REQUIRED ACTION
Copy exactly the stretch of data below from the line with "assert_eq!(detector.store().loaded_languages().len(), 41);" through the line with "assert_eq!(model.language(), ENGLISH);", including both of those lines.
[EXTRACTED ENTRIES — start]
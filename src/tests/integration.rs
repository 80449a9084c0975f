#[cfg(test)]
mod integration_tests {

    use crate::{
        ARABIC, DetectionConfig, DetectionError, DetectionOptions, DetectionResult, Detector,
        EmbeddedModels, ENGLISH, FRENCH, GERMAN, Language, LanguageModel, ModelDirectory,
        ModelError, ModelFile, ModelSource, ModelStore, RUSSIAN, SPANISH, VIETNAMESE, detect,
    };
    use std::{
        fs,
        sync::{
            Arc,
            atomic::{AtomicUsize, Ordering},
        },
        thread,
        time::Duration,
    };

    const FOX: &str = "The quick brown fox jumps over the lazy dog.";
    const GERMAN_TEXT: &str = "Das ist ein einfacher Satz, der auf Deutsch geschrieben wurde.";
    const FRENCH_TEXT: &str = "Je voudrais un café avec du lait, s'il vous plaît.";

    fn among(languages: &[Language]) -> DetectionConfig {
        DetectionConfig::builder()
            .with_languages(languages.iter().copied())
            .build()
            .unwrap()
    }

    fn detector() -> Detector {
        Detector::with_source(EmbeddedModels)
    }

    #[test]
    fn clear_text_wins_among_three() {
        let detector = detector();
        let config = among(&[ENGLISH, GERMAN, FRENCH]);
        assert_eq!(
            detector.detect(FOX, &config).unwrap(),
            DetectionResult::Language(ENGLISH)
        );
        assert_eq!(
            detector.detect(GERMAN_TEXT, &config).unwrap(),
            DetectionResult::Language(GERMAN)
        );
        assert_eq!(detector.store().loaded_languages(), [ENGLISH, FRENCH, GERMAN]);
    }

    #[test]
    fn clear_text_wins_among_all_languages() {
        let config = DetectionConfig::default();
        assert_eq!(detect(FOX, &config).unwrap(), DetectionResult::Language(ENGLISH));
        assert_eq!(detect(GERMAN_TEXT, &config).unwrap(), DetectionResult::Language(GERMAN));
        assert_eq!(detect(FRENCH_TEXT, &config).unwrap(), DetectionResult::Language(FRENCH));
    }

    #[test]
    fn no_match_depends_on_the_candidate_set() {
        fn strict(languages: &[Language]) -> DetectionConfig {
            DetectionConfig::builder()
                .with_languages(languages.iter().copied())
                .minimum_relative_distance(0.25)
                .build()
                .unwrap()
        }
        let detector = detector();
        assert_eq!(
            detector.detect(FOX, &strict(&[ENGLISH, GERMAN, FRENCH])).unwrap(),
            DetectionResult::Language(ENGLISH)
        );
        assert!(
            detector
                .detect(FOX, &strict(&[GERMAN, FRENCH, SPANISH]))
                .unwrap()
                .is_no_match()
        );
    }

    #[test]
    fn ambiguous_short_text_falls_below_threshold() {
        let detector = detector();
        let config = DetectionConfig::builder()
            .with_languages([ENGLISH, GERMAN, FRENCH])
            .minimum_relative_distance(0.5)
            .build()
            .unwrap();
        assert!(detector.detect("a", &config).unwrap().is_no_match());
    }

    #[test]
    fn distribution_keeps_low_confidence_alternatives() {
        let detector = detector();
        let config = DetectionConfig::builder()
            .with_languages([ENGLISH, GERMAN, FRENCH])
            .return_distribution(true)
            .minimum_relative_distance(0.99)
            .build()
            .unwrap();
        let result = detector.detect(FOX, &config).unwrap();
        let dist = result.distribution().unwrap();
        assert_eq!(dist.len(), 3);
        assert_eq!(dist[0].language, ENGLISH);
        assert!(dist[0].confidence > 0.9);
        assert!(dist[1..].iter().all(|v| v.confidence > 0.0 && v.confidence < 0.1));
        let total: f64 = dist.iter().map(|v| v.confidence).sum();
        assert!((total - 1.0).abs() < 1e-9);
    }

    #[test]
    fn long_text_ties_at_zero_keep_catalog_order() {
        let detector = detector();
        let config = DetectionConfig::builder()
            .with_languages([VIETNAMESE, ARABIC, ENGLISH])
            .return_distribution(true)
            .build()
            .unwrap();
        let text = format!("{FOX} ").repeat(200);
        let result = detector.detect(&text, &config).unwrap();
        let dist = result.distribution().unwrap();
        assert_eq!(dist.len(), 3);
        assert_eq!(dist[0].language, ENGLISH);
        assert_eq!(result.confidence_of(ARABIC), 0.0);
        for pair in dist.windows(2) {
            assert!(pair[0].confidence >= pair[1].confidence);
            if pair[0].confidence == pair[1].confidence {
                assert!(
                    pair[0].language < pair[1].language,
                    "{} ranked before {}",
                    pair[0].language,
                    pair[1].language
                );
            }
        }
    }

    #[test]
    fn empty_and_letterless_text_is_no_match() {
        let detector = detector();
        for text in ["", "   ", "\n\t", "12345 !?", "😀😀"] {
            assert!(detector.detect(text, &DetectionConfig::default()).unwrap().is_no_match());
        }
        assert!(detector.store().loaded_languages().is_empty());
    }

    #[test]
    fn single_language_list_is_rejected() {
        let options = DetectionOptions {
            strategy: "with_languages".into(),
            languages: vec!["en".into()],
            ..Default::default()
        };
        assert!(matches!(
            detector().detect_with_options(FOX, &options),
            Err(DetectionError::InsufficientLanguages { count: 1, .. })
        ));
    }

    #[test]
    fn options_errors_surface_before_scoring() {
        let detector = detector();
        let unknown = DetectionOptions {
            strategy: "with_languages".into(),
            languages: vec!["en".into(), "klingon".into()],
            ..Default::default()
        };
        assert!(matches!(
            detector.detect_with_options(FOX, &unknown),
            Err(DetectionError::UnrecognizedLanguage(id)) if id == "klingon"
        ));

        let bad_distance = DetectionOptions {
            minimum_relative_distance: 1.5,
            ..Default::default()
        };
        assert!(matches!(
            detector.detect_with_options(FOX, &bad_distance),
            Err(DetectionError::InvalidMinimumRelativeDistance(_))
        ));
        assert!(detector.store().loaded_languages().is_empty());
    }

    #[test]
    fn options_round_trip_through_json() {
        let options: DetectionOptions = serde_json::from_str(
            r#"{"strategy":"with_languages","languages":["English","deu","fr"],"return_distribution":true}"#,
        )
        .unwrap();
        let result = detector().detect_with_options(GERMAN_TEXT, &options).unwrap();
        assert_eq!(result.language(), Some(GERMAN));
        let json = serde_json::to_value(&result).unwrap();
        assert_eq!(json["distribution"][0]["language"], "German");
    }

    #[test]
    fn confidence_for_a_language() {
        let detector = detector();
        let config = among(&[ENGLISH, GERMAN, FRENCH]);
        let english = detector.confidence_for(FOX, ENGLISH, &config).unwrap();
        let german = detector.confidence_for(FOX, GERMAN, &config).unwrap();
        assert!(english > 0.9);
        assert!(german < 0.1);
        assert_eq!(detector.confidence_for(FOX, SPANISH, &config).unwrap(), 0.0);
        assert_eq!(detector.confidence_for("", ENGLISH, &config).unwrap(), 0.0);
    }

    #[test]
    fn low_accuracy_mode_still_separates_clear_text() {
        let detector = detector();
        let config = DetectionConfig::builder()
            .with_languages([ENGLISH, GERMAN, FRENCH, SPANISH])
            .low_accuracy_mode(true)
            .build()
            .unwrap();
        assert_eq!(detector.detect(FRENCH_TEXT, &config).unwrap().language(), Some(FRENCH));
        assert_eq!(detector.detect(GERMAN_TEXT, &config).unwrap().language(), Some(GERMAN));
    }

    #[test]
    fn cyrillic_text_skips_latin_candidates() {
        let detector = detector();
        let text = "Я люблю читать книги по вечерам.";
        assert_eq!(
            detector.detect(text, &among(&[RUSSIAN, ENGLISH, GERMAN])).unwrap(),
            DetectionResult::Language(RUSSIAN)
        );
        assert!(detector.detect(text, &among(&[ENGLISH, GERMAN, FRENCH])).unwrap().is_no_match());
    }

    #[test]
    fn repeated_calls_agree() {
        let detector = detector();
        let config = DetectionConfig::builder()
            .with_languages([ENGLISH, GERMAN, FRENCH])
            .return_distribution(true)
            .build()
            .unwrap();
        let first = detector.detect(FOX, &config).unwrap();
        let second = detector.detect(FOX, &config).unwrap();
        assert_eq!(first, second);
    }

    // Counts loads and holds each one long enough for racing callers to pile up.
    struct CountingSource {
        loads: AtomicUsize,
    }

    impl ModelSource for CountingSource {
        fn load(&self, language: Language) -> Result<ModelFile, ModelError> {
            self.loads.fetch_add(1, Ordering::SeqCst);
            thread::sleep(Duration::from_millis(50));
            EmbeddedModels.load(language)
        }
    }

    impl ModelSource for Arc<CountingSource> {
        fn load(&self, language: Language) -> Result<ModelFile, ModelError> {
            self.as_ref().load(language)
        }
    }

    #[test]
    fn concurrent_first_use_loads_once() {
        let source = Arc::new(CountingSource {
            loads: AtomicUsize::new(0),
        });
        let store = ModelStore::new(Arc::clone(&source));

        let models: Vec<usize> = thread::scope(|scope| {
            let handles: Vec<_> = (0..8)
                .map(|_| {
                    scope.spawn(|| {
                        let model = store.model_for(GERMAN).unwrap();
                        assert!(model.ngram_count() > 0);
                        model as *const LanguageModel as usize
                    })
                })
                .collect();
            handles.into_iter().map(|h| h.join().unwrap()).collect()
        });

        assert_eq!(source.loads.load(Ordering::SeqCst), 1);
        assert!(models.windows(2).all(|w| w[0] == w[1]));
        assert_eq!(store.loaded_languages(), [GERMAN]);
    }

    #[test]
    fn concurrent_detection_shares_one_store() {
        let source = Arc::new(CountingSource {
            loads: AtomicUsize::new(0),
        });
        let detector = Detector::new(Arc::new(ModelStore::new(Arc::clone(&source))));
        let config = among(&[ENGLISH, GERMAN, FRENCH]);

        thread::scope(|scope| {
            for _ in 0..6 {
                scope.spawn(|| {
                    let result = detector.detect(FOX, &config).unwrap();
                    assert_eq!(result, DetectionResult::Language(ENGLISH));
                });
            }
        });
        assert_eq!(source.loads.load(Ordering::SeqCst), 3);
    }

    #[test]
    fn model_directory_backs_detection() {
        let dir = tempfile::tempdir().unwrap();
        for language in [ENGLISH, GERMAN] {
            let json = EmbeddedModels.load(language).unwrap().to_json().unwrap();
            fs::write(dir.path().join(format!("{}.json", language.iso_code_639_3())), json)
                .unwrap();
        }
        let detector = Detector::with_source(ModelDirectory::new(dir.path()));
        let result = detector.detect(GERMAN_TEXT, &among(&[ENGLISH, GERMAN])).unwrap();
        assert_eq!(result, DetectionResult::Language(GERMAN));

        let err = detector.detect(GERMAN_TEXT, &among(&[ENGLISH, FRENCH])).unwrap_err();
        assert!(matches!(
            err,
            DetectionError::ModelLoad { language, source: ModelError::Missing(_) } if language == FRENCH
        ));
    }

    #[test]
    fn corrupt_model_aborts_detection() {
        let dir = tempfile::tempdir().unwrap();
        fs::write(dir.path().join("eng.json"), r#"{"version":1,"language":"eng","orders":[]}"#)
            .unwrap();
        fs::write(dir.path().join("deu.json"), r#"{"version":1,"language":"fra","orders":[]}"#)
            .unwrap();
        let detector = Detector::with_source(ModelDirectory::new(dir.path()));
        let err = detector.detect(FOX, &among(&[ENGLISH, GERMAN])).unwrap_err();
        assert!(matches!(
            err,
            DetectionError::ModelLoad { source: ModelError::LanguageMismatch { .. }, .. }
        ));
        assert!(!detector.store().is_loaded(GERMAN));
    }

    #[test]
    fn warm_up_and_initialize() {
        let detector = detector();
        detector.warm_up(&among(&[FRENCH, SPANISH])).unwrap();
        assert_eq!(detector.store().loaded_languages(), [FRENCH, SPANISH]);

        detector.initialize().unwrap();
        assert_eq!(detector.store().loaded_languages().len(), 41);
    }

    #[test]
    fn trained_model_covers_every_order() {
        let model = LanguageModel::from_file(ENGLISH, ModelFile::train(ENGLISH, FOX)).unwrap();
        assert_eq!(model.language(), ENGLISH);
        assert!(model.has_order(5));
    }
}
[EXTRACTED ENTRIES — finish]
REPLY
        assert_eq!(detector.store().loaded_languages().len(), 41);
    }

    #[test]
    fn trained_model_covers_every_order() {
        let model = LanguageModel::from_file(ENGLISH, ModelFile::train(ENGLISH, FOX)).unwrap();
        assert_eq!(model.language(), ENGLISH);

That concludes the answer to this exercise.